Compression therapy involves a specific multilayer bandaging technique performed by a therapist as well as
the use of compression garments, including sleeves, hosiery, and gauntlets (for hands). Bandages and garments
won’t, however, mobilize the proteins out of the tissue—MLD is needed to get the solid components moving.
Compression therapy is used to aid the reabsorption of fluid. The combination of MLD and compression therapy
can have near-instant results. “With the MLD and the bandaging, they see results within the first day,” says Magnan.
Compression garments can also be used to manage lymphedema in at-risk limbs during air travel.
Exercise, says Poormon, can help get the lymphatic system working. “There are so many reasons to exercise,”
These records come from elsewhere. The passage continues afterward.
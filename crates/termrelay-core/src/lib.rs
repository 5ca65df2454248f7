//! termrelay-core: Shared protocol library for the terminal relay.
//!
//! Provides the JSON wire messages exchanged with browser clients, the
//! project-path → session-key derivation, and the common error type.

pub mod error;
pub mod key;
pub mod messages;

// Re-export commonly used items at crate root.
pub use error::{RelayError, RelayResult};
pub use key::{normalize_project_path, session_key};
pub use messages::{decode_client, encode_server, ClientMessage, InitPayload, ServerMessage};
she explains, citing additional benefits such as increased muscle and decreased fat, both which can help
manage lymphedema. Suggestions for exercise include walking, biking, dancing, and swimming, but you should first
discuss any activity with your doctor. For upper-limb lymphedema, extra precaution should be taken with lifting and
repetitive upper-body motion, as these activities can aggravate lymphedema.
Vera, whose lymphedema was finally identified this year when she was treated for a breast cancer metastasis on
her mediastinum, says that lymphedema therapy has helped her manage symptoms dramatically. Beginning with MLD, she
says, “It was almost immediate relief.” She also says that she feels significantly less pain and is learning
therapeutic exercises as well as what types of activities to avoid (such as repetitive motion like scrubbing
and carrying heavy objects).
The encouraging message about lymphedema is that effective management and skilled experts are available to help you.
Your responsibility, according to Vera, is to educate yourself as soon as possible. “Get informed. Don’t wait for them
to tell you,” she says. This proactive approach can allow you to live well with lymphedema, as Vera explains: “Make
sure that you learn everything you need to continue living a fruitful life.”